Schipper: Sowohl die Ursachen als auch die Folgen des Klimawandels sind globale Probleme – sie sind aber nicht gleichmäßig weltweit verteilt: Die Länder, die zur erhöhten Treibhausgaskonzentration in der Atmosphäre beitragen, sind andere als jene, die am stärksten von den Folgen des Klimawandels betroffen sind. Deshalb kann nur eine umfassende weltweite Lösung wichtige Weichen für eine Bewältigung dieser Probleme herbeiführen. Die tatsächliche Umsetzung einzelner Maßnahmen findet dann eher auf nationaler oder regionaler Ebene statt.

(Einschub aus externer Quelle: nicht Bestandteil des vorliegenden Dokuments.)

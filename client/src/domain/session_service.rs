//! Session holder: the single owner of "who is signed in".
//!
//! The holder is an explicit value created at application start and dropped
//! at teardown; callers that need the session share it by reference or
//! `Arc`. Every state-changing operation passes through one FIFO gate, so a
//! `logout` issued while a login is pending runs after that login settles.
//!
//! State transitions:
//!
//! ```text
//! Anonymous --login ok--> Doctor | Patient --logout--> Anonymous
//! ```
//!
//! Failed logins and registrations only touch `error`.

use std::sync::{Arc, Mutex, MutexGuard, PoisonError};

use tokio::sync::Mutex as AsyncMutex;
use tracing::{debug, info, warn};

use crate::domain::ports::AuthApi;
use crate::domain::{
    DoctorCredentials, DoctorProfile, DoctorRegistration, Error, LogoutOutcome,
    PatientCredentials, PatientProfile, PatientRegistration, RegistrationReceipt, Session,
    SessionSnapshot,
};

const LOGIN_FAILED: &str = "Login failed";
const LOGOUT_FAILED: &str = "Logout failed";
const REGISTRATION_FAILED: &str = "Registration failed";

/// Holds the current session and mediates every authentication call.
pub struct SessionHolder<A> {
    api: Arc<A>,
    state: Mutex<SessionSnapshot>,
    gate: AsyncMutex<()>,
}

/// Marks an operation in flight; clears `loading` on drop, including when
/// the operation's future is cancelled.
struct InFlight<'a> {
    state: &'a Mutex<SessionSnapshot>,
    _gate: tokio::sync::MutexGuard<'a, ()>,
}

impl Drop for InFlight<'_> {
    fn drop(&mut self) {
        lock(self.state).loading = false;
    }
}

fn lock(state: &Mutex<SessionSnapshot>) -> MutexGuard<'_, SessionSnapshot> {
    state.lock().unwrap_or_else(PoisonError::into_inner)
}

impl<A> SessionHolder<A> {
    /// Create a holder in its start-up state: anonymous and loading until
    /// [`SessionHolder::initialize`] completes.
    pub fn new(api: Arc<A>) -> Self {
        Self {
            api,
            state: Mutex::new(SessionSnapshot::starting()),
            gate: AsyncMutex::new(()),
        }
    }

    /// Copy of the observable state.
    pub fn snapshot(&self) -> SessionSnapshot {
        lock(&self.state).clone()
    }

    /// Current identity.
    pub fn session(&self) -> Session {
        lock(&self.state).session.clone()
    }

    /// Whether an operation is in flight.
    pub fn is_loading(&self) -> bool {
        lock(&self.state).loading
    }

    /// Message of the last surfaced failure.
    pub fn last_error(&self) -> Option<String> {
        lock(&self.state).error.clone()
    }

    /// Wait for the gate, then mark the holder as busy.
    async fn begin(&self, clear_error: bool) -> InFlight<'_> {
        let gate = self.gate.lock().await;
        let mut state = lock(&self.state);
        state.loading = true;
        if clear_error {
            state.error = None;
        }
        drop(state);
        InFlight {
            state: &self.state,
            _gate: gate,
        }
    }

    fn set_session(&self, session: Session) {
        lock(&self.state).session = session;
    }

    fn record_error(&self, error: &Error) {
        lock(&self.state).error = Some(error.message().to_owned());
    }
}

impl<A: AuthApi> SessionHolder<A> {
    /// Restore a patient session from the backend's cookie, if one exists.
    ///
    /// Never fails: a missing or unreadable session simply leaves the holder
    /// anonymous. The error state is not touched.
    pub async fn initialize(&self) {
        let _in_flight = self.begin(false).await;
        match self.api.patient_profile().await {
            Ok(Some(profile)) => {
                debug!(patient_id = %profile.id, "restored patient session");
                self.set_session(Session::Patient(profile));
            }
            Ok(None) => {
                debug!("profile endpoint returned no content; session is anonymous");
                self.set_session(Session::Anonymous);
            }
            Err(err) => {
                debug!(error = %err, "user not authenticated or not a patient");
                self.set_session(Session::Anonymous);
            }
        }
    }

    /// Sign in as a doctor.
    ///
    /// On failure the previous session is kept, `error` holds the message,
    /// and the same error is returned.
    pub async fn doctor_login(
        &self,
        credentials: &DoctorCredentials,
    ) -> Result<DoctorProfile, Error> {
        let _in_flight = self.begin(true).await;
        match self.api.doctor_login(credentials).await {
            Ok(profile) => {
                info!(doctor_id = %profile.id, "doctor signed in");
                self.set_session(Session::Doctor(profile.clone()));
                Ok(profile)
            }
            Err(err) => Err(self.fail(&err.to_domain(LOGIN_FAILED))),
        }
    }

    /// Sign in as a patient.
    ///
    /// On failure the previous session is kept, `error` holds the message,
    /// and the same error is returned.
    pub async fn patient_login(
        &self,
        credentials: &PatientCredentials,
    ) -> Result<PatientProfile, Error> {
        let _in_flight = self.begin(true).await;
        match self.api.patient_login(credentials).await {
            Ok(profile) => {
                info!(patient_id = %profile.id, "patient signed in");
                self.set_session(Session::Patient(profile.clone()));
                Ok(profile)
            }
            Err(err) => Err(self.fail(&err.to_domain(LOGIN_FAILED))),
        }
    }

    /// Sign out.
    ///
    /// The local session is cleared whatever the backend answers. A backend
    /// failure is stored in `error` and reported as
    /// [`LogoutOutcome::LocalOnly`] rather than as an `Err`.
    pub async fn logout(&self) -> LogoutOutcome {
        let _in_flight = self.begin(false).await;
        let outcome = match self.api.logout().await {
            Ok(()) => LogoutOutcome::Confirmed,
            Err(err) => {
                let error = err.to_domain(LOGOUT_FAILED);
                warn!(error = %err, "backend logout failed; clearing local session");
                self.record_error(&error);
                LogoutOutcome::LocalOnly { error }
            }
        };
        self.set_session(Session::Anonymous);
        outcome
    }

    /// Register a doctor account. The current session is left unchanged.
    pub async fn register_doctor(
        &self,
        registration: &DoctorRegistration,
    ) -> Result<RegistrationReceipt, Error> {
        let _in_flight = self.begin(true).await;
        self.api
            .register_doctor(registration)
            .await
            .map_err(|err| self.fail(&err.to_domain(REGISTRATION_FAILED)))
    }

    /// Register a patient account. The current session is left unchanged.
    pub async fn register_patient(
        &self,
        registration: &PatientRegistration,
    ) -> Result<RegistrationReceipt, Error> {
        let _in_flight = self.begin(true).await;
        self.api
            .register_patient(registration)
            .await
            .map_err(|err| self.fail(&err.to_domain(REGISTRATION_FAILED)))
    }

    fn fail(&self, error: &Error) -> Error {
        debug!(code = ?error.code(), message = error.message(), "session operation failed");
        self.record_error(error);
        error.clone()
    }
}

#[cfg(test)]
#[path = "session_service_tests.rs"]
mod tests;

Was genau hat es mit dem Zwei-Grad-Ziel auf sich – und was passiert, wenn wir diese Grenze überschreiten?
Schipper: Untersuchungen haben gezeigt, dass die Folgen einer Erhöhung der weltweiten Durchschnittstemperatur um mehr als zwei Grad Celsius unumkehrbar sein werden. Das heißt, sowohl in der Erdatmosphäre als auch in den Ozeanen werden Prozesse in Gang gesetzt, die von uns Menschen nicht oder kaum mehr zu beherrschen sind. Es bedeutet natürlich nicht, dass sich gleich beim Erreichen dieser Marke apokalyptische Szenen abspielen. Gleichwohl ist aber mit Änderungen zu rechnen, die wir uns im Moment nur schlecht vorstellen können. Wir müssen uns auch darüber bewusst sein, dass es hier um eine weltweite Durchschnittstemperatur geht. Nicht überall wird sie erreicht, dafür wird sie andernorts umso höher liegen.
Woran spüren wir den Wandel bei uns in Deutschland, in Baden-Württemberg?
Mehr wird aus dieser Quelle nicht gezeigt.